Тит подходил то к одной, то к другой группе работавших, выражая похвалу и одобрение. Вдруг невдалеке раздались крики. Тит увидел группу рабочих, окруживших кого-то. Тит поспешил туда. При его приближении все почтительно расступились. Он увидел на земле старого иудея, которому, по-видимому, ударом палки надсмотрщика проломлена была голова. Удар пришелся немного выше виска, из раны струилась кровь. Молодая девушка, тоже иудеянка, поддерживая изувеченного, старалась привести его в чувство. Она ломала руки, не зная, что делать. Это была Феба, нашедшая своего отца.
Тит припомнил, что где-то уже видел эту девушку. Движимый состраданием, он спросил, кто этот старик.
– О повелитель! – заливаясь слезами, отвечала девушка. – Десять лет я разыскивала своего отца, десять лет я просила у Бога милости встретить его, и в тот момент, когда я нашла его, надсмотрщик нанес ему смертельный удар!
Хотя Тит и видел множество подобных сцен при осаде и взятии Иерусалима, этот случай произвел на него сильное впечатление. Он приказал принести воды, обмыть кровь и перевязать рану. Затем обратился к Фебе:
– Я, кажется, где-то уже тебя видел? У кого ты служишь?
– Я рабыня твоей родственницы Домициллы, – отвечала девушка. – Она позволила мне помогать моим несчастным соплеменникам. Благодаря ее имени меня свободно пускали к ним. И вот сегодня я увидела этого старца, и сердце мне подсказало, что это мой отец – мой отец, которого я десять лет тому назад потеряла. Но в тот момент, когда я хотела кинуться к нему на шею, надсмотрщик ударил его. О Боже, Боже, он его убил насмерть!

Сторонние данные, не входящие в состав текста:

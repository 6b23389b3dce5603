//! One-shot validation of a finished text (`machine check`).

use std::ops::Range;

use serde::Serialize;

use crate::core::constraint::Constraint;
use crate::core::prefix::longest_valid_prefix;
use crate::core::rollback::find_word_bounds;
use crate::core::text::{count_letters, count_words};
use crate::core::types::Lang;

#[derive(Debug, Clone, PartialEq, Eq, Serialize)]
pub struct CheckReport {
    pub constraint: &'static str,
    pub valid: bool,
    /// In the requested language.
    pub reason: Option<String>,
    pub note: Option<String>,
    /// Longest prefix that still satisfies the constraint.
    pub valid_prefix: String,
    /// Byte span of the offending token, when invalid.
    pub highlight: Option<Range<usize>>,
    pub letters: usize,
    pub words: usize,
}

pub fn check_text(constraint: &dyn Constraint, param: &str, text: &str, lang: Lang) -> CheckReport {
    let validation = constraint.validate(text, param);
    let (valid_prefix, highlight) = if validation.valid {
        (text.to_string(), None)
    } else if constraint.family().checks_while_streaming() {
        let last_ok = longest_valid_prefix(text, constraint, param);
        (
            text[..last_ok].to_string(),
            Some(find_word_bounds(text, last_ok)),
        )
    } else {
        // Whole-text rules have no meaningful prefix.
        (String::new(), None)
    };
    CheckReport {
        constraint: constraint.id(),
        valid: validation.valid,
        reason: validation.reason_in(lang),
        note: validation.note,
        letters: count_letters(&valid_prefix),
        words: count_words(&valid_prefix),
        valid_prefix,
        highlight,
    }
}
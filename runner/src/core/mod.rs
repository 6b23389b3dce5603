//! Deterministic, pure logic shared by the runner.
//!
//! Core modules must be free of I/O side effects. They operate on in-memory
//! text and return deterministic outputs suitable for tests.

pub mod catalog;
pub mod constraint;
pub mod policy;
pub mod prefix;
pub mod rollback;
pub mod text;
pub mod types;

И девушка разразилась безутешными рыданиями.
Услышав имя Домициллы, Тит нахмурил брови. Ему неприятно было, что именно с ее рабыней произошел такой случай.

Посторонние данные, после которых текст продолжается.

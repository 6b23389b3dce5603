//! The constraint contract enforced by the runner.

use serde::Serialize;

use crate::core::types::Lang;

/// How a constraint reacts to text growing one chunk at a time.
#[derive(Debug, Clone, Copy, PartialEq, Eq, Serialize)]
#[serde(rename_all = "kebab-case")]
pub enum ConstraintFamily {
    /// Decidable on any prefix (lipogram, monovocalism...).
    Character,
    /// Judged per word; only checked once the text ends on a boundary.
    WordStart,
    /// Each word length depends on the previous one; generated word by word.
    LengthSequence,
    /// Only meaningful on the finished text (palindrome).
    Whole,
}

impl ConstraintFamily {
    pub fn is_word_based(self) -> bool {
        matches!(self, Self::WordStart | Self::LengthSequence)
    }

    /// Whether partial text can be validated mid-stream.
    pub fn checks_while_streaming(self) -> bool {
        !matches!(self, Self::Whole)
    }
}

/// Which letters a select parameter offers.
#[derive(Debug, Clone, Copy, PartialEq, Eq, Serialize)]
#[serde(rename_all = "lowercase")]
pub enum LetterKind {
    Letter,
    Vowel,
    Consonant,
}

#[derive(Debug, Clone, Copy, PartialEq, Eq)]
pub enum ParamSpec {
    None,
    Select {
        kind: LetterKind,
        options: &'static [char],
    },
    Text {
        label: &'static str,
        placeholder: &'static str,
    },
}

impl ParamSpec {
    /// Whether `param` is usable for this spec. `None` ignores the parameter.
    pub fn accepts(&self, param: &str) -> bool {
        match self {
            Self::None => true,
            Self::Select { options, .. } => {
                let mut chars = param.trim().chars().flat_map(char::to_lowercase);
                match (chars.next(), chars.next()) {
                    (Some(c), None) => options.contains(&c),
                    _ => false,
                }
            }
            Self::Text { .. } => !param.trim().is_empty(),
        }
    }

    pub fn describe(&self) -> String {
        match self {
            Self::None => "none".to_string(),
            Self::Select { kind, options } => {
                let kind = match kind {
                    LetterKind::Letter => "letter",
                    LetterKind::Vowel => "vowel",
                    LetterKind::Consonant => "consonant",
                };
                let options: String = options.iter().collect();
                format!("{kind} [{options}]")
            }
            Self::Text { label, .. } => format!("text ({label})"),
        }
    }
}

/// What a rule found wrong, rendered in the run language on demand.
#[derive(Debug, Clone, PartialEq, Eq)]
pub enum ViolationKind {
    ForbiddenLetter { letter: String },
    ForeignVowel { vowel: char, allowed: char },
    WrongInitial { word: String, initial: String },
    NoAlphanumerics,
    NotPalindrome,
    WrongLength { word: String, expected: usize, found: usize },
    LetterNotInReference { letter: char, reference: String },
}

impl ViolationKind {
    pub fn message(&self, lang: Lang) -> String {
        match (self, lang) {
            (Self::ForbiddenLetter { letter }, Lang::Fr) => {
                format!("lettre interdite détectée : \"{letter}\"")
            }
            (Self::ForbiddenLetter { letter }, Lang::En) => {
                format!("forbidden letter detected: \"{letter}\"")
            }
            (Self::ForeignVowel { vowel, allowed }, Lang::Fr) => {
                format!("la voyelle \"{vowel}\" est interdite (seulement \"{allowed}\")")
            }
            (Self::ForeignVowel { vowel, allowed }, Lang::En) => {
                format!("vowel \"{vowel}\" is not allowed (only \"{allowed}\")")
            }
            (Self::WrongInitial { word, initial }, Lang::Fr) => {
                format!("le mot \"{word}\" ne commence pas par \"{initial}\"")
            }
            (Self::WrongInitial { word, initial }, Lang::En) => {
                format!("word \"{word}\" does not start with \"{initial}\"")
            }
            (Self::NoAlphanumerics, Lang::Fr) => {
                "le texte ne contient ni lettre ni chiffre".to_string()
            }
            (Self::NoAlphanumerics, Lang::En) => "text has no letters or digits".to_string(),
            (Self::NotPalindrome, Lang::Fr) => {
                "le texte ne se lit pas de la même façon à l'envers".to_string()
            }
            (Self::NotPalindrome, Lang::En) => "text does not read the same backwards".to_string(),
            (
                Self::WrongLength {
                    word,
                    expected,
                    found,
                },
                Lang::Fr,
            ) => format!("le mot \"{word}\" devrait avoir {expected} lettres (il en a {found})"),
            (
                Self::WrongLength {
                    word,
                    expected,
                    found,
                },
                Lang::En,
            ) => format!("word \"{word}\" should have {expected} letters (has {found})"),
            (Self::LetterNotInReference { letter, reference }, Lang::Fr) => {
                format!("la lettre \"{letter}\" n'apparaît pas dans \"{reference}\"")
            }
            (Self::LetterNotInReference { letter, reference }, Lang::En) => {
                format!("letter \"{letter}\" does not appear in \"{reference}\"")
            }
        }
    }
}

/// Outcome of validating a text against a constraint.
#[derive(Debug, Clone, PartialEq, Eq, Default)]
pub struct Validation {
    pub valid: bool,
    /// Set when invalid.
    pub reason: Option<ViolationKind>,
    /// Informational note on valid text (e.g. letters still missing).
    pub note: Option<String>,
}

impl Validation {
    pub fn ok() -> Self {
        Self {
            valid: true,
            ..Self::default()
        }
    }

    pub fn ok_with_note(note: impl Into<String>) -> Self {
        Self {
            valid: true,
            reason: None,
            note: Some(note.into()),
        }
    }

    pub fn violation(reason: ViolationKind) -> Self {
        Self {
            valid: false,
            reason: Some(reason),
            note: None,
        }
    }

    /// The reason in `lang`, if invalid.
    pub fn reason_in(&self, lang: Lang) -> Option<String> {
        if self.valid {
            return None;
        }
        Some(match &self.reason {
            Some(kind) => kind.message(lang),
            None => match lang {
                Lang::Fr => "contrainte non respectée".to_string(),
                Lang::En => "constraint violated".to_string(),
            },
        })
    }
}

/// A pure predicate over text plus the metadata the runner and prompts need.
///
/// Streaming enforcement assumes the predicate is monotonic: once a prefix is
/// invalid, every extension of it is invalid too. Constraints that are not
/// must report [`ConstraintFamily::Whole`].
pub trait Constraint: Send + Sync {
    fn id(&self) -> &'static str;
    fn name(&self, lang: Lang) -> &'static str;
    fn description(&self, lang: Lang) -> &'static str;

    fn param_spec(&self) -> ParamSpec {
        ParamSpec::None
    }

    fn family(&self) -> ConstraintFamily {
        ConstraintFamily::Character
    }

    fn validate(&self, text: &str, param: &str) -> Validation;
}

– Он поправится, – постарался утешить он девушку.
Однако все усилия были напрасны. Все это расстроило Тита. Как ему идти в таком настроении к Беренике? Поэтому он решил отправиться к Домицилле, зная, какое живое участие принимает она в судьбе своей рабыни.
При этом случае присутствовал еще один человек, это был Флавий Климент, который, как ближайший родственник цезаря, имел свободный доступ к месту работ.
Между пленными, привезенными со всех концов Палестины, находилось много христиан. Некоторые из них поставлены были для работ в Колизее. Римские христиане старались облегчить их тяжелую участь. Произошедшее с рабыней его родственницы произвело и на него тяжелое впечатление. Он обратился к надсмотрщику, который с покорностью его выслушал и в тот же миг сбегал за носилками.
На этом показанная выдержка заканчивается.